▶ Exercise requirements
Using the entries below, show all lines with the string "addresses".

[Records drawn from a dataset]
○ ○ ○ ○ ○

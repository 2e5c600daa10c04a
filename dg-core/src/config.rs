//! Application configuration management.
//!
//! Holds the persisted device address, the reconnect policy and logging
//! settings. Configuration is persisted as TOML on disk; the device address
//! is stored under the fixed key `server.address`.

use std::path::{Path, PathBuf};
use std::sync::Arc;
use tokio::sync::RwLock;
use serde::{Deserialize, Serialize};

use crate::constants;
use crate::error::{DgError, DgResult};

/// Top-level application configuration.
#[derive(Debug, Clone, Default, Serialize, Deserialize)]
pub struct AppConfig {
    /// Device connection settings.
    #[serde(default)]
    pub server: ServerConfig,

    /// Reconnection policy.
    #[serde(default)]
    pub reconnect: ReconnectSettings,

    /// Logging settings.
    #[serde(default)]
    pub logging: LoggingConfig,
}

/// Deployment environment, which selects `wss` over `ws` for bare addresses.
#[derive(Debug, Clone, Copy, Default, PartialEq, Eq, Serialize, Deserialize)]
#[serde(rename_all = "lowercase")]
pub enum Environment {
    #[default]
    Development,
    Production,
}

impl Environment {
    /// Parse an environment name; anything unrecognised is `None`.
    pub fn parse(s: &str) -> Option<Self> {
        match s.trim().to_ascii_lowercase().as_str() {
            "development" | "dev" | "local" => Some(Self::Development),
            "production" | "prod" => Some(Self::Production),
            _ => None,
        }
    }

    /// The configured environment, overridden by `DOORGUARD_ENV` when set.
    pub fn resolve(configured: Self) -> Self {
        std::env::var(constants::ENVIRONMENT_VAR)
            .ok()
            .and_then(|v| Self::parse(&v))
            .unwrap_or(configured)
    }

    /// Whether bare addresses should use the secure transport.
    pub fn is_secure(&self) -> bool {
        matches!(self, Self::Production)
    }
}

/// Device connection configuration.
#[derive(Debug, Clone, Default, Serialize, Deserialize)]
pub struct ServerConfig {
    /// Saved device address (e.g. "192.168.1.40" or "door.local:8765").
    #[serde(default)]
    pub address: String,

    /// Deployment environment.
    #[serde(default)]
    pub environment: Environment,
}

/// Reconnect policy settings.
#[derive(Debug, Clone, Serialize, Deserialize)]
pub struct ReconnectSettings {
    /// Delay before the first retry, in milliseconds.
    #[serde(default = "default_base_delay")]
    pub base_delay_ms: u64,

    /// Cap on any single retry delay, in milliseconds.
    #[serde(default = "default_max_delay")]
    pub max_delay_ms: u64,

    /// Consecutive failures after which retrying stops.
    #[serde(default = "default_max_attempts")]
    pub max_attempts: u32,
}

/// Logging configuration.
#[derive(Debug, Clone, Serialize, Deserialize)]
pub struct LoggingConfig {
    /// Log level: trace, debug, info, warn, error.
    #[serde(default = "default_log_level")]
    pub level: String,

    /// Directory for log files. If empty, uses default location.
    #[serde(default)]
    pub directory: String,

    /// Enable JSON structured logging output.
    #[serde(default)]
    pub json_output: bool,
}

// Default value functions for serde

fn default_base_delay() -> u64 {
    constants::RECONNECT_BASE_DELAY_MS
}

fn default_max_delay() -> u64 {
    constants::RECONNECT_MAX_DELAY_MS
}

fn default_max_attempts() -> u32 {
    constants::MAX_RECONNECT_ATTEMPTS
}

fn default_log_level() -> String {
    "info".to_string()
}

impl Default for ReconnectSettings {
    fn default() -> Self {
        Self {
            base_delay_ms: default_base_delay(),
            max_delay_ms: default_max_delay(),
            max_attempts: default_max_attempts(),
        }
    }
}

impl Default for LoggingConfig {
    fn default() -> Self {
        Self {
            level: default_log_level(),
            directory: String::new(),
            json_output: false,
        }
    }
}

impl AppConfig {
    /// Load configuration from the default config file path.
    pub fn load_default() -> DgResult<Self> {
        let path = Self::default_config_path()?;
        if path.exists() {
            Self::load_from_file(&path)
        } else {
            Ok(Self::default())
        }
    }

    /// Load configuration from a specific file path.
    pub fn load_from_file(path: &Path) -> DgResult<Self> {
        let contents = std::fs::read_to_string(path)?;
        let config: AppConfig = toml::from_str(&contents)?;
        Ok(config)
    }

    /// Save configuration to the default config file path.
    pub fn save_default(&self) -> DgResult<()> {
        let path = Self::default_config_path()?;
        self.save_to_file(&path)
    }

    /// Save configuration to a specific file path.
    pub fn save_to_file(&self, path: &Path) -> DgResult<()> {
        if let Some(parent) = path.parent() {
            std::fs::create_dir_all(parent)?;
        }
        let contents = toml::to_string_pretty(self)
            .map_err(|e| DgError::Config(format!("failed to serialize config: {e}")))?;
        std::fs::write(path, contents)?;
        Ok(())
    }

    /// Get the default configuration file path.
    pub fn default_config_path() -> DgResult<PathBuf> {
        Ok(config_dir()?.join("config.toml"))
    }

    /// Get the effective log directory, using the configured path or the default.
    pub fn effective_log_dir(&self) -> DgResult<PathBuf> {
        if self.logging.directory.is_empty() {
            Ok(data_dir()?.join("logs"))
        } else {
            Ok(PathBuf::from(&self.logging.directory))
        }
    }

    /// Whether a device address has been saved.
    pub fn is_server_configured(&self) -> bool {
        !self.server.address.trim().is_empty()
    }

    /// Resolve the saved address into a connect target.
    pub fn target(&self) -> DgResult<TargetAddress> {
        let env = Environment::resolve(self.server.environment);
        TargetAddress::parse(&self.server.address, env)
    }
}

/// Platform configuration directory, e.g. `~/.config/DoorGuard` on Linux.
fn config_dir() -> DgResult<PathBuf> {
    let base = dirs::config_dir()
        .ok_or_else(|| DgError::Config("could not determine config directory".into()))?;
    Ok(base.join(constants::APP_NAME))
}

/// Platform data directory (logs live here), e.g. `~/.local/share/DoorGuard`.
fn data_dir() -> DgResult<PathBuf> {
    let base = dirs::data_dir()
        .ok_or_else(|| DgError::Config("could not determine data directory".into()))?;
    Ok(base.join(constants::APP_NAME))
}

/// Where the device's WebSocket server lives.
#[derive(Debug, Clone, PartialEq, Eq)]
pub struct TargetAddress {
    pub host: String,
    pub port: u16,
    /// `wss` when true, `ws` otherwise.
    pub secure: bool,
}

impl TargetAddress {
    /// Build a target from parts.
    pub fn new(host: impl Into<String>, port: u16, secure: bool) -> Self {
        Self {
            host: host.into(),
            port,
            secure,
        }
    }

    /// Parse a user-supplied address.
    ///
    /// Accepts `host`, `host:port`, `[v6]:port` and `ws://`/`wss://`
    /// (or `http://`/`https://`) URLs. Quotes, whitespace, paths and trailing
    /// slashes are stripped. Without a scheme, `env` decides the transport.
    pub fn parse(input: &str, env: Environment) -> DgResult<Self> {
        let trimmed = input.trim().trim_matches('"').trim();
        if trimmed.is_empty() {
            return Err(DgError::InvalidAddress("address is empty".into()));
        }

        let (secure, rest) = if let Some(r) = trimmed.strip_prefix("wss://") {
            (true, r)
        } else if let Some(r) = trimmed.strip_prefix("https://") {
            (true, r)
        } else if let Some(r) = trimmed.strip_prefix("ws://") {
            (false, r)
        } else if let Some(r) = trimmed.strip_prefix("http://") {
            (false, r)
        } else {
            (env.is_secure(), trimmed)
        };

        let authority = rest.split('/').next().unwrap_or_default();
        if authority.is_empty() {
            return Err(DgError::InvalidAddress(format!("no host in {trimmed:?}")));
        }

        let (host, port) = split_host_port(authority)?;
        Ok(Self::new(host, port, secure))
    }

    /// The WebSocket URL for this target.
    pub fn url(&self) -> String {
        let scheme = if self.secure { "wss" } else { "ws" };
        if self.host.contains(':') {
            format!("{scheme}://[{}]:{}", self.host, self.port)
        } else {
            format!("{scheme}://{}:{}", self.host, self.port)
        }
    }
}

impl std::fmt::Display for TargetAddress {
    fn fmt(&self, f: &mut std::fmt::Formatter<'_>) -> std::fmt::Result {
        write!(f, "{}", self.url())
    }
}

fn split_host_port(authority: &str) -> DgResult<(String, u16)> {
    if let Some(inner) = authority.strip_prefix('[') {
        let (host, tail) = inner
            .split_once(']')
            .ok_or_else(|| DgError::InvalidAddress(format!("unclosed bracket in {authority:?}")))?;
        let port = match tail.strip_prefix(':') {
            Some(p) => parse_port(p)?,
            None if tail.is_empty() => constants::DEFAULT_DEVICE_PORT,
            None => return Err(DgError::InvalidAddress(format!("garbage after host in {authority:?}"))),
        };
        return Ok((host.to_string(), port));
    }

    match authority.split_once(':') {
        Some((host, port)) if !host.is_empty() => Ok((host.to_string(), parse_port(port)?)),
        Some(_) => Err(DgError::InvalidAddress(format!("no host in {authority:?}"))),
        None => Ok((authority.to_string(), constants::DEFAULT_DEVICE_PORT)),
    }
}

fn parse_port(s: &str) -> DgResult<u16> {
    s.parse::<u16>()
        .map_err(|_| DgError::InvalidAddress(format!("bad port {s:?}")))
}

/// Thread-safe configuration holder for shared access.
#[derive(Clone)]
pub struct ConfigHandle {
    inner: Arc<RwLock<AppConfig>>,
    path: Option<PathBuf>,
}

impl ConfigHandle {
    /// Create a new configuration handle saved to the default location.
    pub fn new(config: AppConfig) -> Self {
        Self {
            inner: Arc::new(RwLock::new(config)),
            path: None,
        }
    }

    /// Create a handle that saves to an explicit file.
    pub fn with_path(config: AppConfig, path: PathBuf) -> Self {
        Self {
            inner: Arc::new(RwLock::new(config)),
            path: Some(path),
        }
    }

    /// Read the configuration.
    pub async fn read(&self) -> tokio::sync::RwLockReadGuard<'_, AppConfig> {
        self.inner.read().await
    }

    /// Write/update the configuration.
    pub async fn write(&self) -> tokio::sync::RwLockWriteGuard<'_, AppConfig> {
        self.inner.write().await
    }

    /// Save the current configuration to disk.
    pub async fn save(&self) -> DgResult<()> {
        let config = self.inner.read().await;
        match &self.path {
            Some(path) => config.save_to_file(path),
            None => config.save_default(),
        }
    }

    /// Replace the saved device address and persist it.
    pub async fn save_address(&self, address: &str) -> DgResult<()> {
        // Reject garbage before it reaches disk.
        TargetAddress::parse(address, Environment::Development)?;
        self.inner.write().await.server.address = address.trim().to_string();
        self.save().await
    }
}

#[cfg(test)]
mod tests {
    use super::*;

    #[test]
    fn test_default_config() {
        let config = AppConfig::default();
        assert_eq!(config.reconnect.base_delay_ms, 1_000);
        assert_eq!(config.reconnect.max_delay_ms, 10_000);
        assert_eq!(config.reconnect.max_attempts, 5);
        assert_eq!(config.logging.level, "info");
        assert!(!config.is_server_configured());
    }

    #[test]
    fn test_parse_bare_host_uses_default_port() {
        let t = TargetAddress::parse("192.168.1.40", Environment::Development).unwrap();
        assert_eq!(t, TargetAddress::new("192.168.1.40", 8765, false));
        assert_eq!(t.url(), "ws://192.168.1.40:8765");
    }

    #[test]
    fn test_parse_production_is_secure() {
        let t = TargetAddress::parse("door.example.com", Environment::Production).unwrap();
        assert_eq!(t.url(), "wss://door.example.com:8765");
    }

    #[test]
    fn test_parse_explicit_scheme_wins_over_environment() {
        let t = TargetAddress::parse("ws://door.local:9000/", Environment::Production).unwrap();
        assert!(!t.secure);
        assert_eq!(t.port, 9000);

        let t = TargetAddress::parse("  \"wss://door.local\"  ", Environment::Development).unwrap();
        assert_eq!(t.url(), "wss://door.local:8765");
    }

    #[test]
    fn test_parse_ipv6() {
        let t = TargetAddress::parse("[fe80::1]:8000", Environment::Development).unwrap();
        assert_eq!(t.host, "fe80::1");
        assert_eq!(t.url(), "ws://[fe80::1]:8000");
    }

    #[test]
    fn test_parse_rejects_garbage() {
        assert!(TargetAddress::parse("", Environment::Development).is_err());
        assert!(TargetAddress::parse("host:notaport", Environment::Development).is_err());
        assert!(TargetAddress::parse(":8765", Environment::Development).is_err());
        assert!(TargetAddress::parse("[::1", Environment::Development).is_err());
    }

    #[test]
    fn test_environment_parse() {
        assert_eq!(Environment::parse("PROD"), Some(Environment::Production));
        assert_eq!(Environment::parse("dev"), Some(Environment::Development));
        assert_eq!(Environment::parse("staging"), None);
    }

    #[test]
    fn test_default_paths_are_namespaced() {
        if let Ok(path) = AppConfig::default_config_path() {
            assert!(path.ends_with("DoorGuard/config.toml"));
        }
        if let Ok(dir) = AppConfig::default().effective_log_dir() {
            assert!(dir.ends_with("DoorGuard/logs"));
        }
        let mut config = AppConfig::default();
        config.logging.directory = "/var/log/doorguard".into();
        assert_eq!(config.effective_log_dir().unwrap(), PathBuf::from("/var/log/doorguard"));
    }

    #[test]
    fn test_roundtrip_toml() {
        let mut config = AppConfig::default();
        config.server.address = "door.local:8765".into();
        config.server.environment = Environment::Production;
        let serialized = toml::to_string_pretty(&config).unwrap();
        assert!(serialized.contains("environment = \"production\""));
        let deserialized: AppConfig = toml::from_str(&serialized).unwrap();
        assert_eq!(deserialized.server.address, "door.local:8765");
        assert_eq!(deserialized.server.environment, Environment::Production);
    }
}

○ ○ ○ ○ ○

▶ Answer for this exercise
/// Deployment environment, which selects `wss` over `ws` for bare addresses.
    /// Whether bare addresses should use the secure transport.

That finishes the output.